_AVAILABLE DATA_
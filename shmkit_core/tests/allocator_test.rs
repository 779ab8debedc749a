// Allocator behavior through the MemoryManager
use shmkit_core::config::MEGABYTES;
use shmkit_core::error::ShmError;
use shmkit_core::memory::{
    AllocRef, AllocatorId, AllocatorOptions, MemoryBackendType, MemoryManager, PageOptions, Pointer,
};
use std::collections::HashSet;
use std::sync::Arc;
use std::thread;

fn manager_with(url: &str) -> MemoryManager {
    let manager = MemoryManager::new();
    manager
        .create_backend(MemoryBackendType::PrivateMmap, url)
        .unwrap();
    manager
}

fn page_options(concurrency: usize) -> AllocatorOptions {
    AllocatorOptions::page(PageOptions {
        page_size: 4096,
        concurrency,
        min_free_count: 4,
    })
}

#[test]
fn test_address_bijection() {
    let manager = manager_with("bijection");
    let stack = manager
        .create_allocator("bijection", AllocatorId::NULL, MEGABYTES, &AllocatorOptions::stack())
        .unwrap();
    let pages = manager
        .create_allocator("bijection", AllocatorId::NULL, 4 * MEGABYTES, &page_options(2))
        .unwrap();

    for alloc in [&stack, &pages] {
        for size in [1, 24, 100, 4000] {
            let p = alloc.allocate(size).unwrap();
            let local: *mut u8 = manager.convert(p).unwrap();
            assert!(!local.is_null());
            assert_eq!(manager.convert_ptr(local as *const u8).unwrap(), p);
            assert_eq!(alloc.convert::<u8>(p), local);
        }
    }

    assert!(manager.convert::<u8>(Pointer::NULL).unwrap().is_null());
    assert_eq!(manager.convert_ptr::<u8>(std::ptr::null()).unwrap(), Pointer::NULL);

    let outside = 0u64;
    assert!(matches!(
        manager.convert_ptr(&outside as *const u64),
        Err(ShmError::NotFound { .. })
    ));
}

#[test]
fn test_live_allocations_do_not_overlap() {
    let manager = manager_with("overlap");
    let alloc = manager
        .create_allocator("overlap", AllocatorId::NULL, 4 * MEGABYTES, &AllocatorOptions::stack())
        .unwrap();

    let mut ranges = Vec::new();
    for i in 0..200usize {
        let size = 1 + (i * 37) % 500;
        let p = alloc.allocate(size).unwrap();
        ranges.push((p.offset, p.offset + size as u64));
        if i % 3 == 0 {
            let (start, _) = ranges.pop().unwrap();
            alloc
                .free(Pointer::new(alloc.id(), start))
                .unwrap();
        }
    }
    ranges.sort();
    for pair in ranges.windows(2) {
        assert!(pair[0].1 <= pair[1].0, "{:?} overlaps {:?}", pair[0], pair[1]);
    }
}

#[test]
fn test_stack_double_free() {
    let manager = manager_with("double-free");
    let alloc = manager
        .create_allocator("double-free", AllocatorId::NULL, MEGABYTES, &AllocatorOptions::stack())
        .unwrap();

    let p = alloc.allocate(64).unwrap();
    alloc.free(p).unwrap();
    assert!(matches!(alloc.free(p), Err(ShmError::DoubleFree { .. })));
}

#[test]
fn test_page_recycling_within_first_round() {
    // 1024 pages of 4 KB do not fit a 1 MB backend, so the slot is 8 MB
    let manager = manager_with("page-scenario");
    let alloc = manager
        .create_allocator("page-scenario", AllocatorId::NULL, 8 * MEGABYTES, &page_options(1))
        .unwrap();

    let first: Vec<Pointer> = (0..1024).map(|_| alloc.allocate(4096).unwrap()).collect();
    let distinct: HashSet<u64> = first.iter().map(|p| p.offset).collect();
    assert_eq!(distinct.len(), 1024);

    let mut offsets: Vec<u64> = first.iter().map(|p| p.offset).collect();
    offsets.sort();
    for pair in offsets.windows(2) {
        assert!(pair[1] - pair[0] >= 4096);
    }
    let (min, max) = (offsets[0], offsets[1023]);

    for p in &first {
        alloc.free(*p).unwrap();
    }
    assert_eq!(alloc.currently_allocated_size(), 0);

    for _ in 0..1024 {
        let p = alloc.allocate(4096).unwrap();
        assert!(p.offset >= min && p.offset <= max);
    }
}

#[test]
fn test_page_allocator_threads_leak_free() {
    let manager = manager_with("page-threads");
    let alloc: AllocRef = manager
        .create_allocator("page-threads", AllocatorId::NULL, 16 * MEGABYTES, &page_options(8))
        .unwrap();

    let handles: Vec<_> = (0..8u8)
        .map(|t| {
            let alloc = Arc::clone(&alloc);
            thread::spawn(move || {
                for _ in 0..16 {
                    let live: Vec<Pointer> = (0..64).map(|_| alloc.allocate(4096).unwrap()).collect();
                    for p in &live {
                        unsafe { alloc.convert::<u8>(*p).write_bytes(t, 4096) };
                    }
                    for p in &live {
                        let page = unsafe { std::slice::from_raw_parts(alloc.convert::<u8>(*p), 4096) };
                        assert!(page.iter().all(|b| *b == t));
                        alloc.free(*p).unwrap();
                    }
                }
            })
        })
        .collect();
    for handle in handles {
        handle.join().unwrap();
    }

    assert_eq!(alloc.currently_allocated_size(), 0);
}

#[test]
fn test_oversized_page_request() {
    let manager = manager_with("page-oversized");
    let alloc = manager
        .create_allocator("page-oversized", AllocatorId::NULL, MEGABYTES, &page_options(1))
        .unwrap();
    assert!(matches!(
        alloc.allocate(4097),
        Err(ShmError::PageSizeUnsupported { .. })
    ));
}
==
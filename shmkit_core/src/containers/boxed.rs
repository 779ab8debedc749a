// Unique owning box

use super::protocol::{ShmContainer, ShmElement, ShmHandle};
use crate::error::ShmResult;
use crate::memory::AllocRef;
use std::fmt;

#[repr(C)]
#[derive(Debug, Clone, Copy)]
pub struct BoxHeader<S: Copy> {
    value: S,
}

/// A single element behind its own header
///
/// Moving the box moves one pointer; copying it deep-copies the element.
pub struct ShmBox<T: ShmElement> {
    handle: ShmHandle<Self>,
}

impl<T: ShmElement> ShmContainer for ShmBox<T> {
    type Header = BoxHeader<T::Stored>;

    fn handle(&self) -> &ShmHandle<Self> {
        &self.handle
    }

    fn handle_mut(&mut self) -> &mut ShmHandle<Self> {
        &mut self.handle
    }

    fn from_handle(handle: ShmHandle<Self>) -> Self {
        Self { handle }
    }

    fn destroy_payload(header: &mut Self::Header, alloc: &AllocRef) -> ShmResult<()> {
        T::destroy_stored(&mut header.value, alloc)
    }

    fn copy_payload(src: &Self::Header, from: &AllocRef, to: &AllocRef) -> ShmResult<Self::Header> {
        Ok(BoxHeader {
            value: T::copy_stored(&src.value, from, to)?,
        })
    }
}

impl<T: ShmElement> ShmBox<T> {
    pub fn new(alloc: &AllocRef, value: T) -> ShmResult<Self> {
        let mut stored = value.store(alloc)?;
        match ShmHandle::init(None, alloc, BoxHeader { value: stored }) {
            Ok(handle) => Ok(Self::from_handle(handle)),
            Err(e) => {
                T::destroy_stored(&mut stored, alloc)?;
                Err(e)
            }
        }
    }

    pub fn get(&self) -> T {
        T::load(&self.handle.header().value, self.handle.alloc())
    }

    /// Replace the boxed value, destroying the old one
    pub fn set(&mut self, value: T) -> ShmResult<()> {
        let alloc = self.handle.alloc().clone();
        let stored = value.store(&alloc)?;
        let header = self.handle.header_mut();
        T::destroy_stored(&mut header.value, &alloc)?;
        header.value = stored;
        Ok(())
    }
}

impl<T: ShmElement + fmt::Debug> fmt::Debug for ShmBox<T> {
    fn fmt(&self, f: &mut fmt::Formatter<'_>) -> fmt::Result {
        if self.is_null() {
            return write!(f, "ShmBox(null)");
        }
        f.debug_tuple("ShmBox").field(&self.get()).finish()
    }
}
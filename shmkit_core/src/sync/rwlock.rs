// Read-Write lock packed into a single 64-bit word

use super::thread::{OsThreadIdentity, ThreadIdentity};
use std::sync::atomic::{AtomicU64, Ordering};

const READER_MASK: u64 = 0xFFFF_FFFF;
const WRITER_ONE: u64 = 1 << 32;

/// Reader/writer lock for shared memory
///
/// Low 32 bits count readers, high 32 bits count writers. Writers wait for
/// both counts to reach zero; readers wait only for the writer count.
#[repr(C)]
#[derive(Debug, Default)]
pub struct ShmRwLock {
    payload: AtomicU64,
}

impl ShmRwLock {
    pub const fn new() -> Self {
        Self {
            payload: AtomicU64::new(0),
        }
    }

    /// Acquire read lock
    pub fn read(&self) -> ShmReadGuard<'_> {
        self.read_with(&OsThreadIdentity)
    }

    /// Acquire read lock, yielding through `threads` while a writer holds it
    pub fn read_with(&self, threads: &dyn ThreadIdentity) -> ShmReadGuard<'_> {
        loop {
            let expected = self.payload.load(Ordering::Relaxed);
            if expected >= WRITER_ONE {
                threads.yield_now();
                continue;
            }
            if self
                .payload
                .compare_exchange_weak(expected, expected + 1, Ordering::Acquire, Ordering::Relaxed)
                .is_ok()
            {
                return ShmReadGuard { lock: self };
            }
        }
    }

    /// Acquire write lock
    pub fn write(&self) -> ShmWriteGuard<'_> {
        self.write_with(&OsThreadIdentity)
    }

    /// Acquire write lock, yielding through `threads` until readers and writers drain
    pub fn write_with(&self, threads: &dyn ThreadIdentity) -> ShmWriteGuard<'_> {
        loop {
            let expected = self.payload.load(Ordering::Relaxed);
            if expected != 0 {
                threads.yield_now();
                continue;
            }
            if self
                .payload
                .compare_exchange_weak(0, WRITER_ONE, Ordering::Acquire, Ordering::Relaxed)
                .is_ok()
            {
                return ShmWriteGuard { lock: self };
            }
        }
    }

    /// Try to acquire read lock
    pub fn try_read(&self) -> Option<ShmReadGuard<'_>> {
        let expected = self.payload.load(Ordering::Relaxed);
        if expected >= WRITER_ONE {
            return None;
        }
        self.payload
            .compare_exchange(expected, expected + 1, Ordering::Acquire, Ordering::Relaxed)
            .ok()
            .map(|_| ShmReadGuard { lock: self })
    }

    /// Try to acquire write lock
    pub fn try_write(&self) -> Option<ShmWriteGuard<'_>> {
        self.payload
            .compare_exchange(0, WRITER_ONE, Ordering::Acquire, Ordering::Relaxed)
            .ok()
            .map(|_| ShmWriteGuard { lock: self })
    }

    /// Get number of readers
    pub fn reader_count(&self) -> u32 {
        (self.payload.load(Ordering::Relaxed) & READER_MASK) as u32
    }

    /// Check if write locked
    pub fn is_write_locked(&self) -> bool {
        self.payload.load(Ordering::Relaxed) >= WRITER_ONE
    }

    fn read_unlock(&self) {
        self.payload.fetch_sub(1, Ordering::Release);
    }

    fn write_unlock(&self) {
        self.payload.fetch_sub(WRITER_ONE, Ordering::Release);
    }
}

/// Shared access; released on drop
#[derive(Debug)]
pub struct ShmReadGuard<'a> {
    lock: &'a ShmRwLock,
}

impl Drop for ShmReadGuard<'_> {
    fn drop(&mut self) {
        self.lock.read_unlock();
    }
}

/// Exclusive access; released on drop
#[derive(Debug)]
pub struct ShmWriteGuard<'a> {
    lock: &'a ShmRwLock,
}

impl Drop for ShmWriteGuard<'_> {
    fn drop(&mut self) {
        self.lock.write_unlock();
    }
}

_EXERCISE GOAL_
Retype only the stretch of lines above starting at the one with "let stored = value.store(&alloc)?;" and stopping at the one with "fn fmt(&self, f: &mut", exactly as written, with both kept.

_ANSWER TO THE PROBLEM_
        let stored = value.store(&alloc)?;
        let header = self.handle.header_mut();
        T::destroy_stored(&mut header.value, &alloc)?;
        header.value = stored;
        Ok(())
    }
}

impl<T: ShmElement + fmt::Debug> fmt::Debug for ShmBox<T> {
    fn fmt(&self, f: &mut fmt::Formatter<'_>) -> fmt::Result {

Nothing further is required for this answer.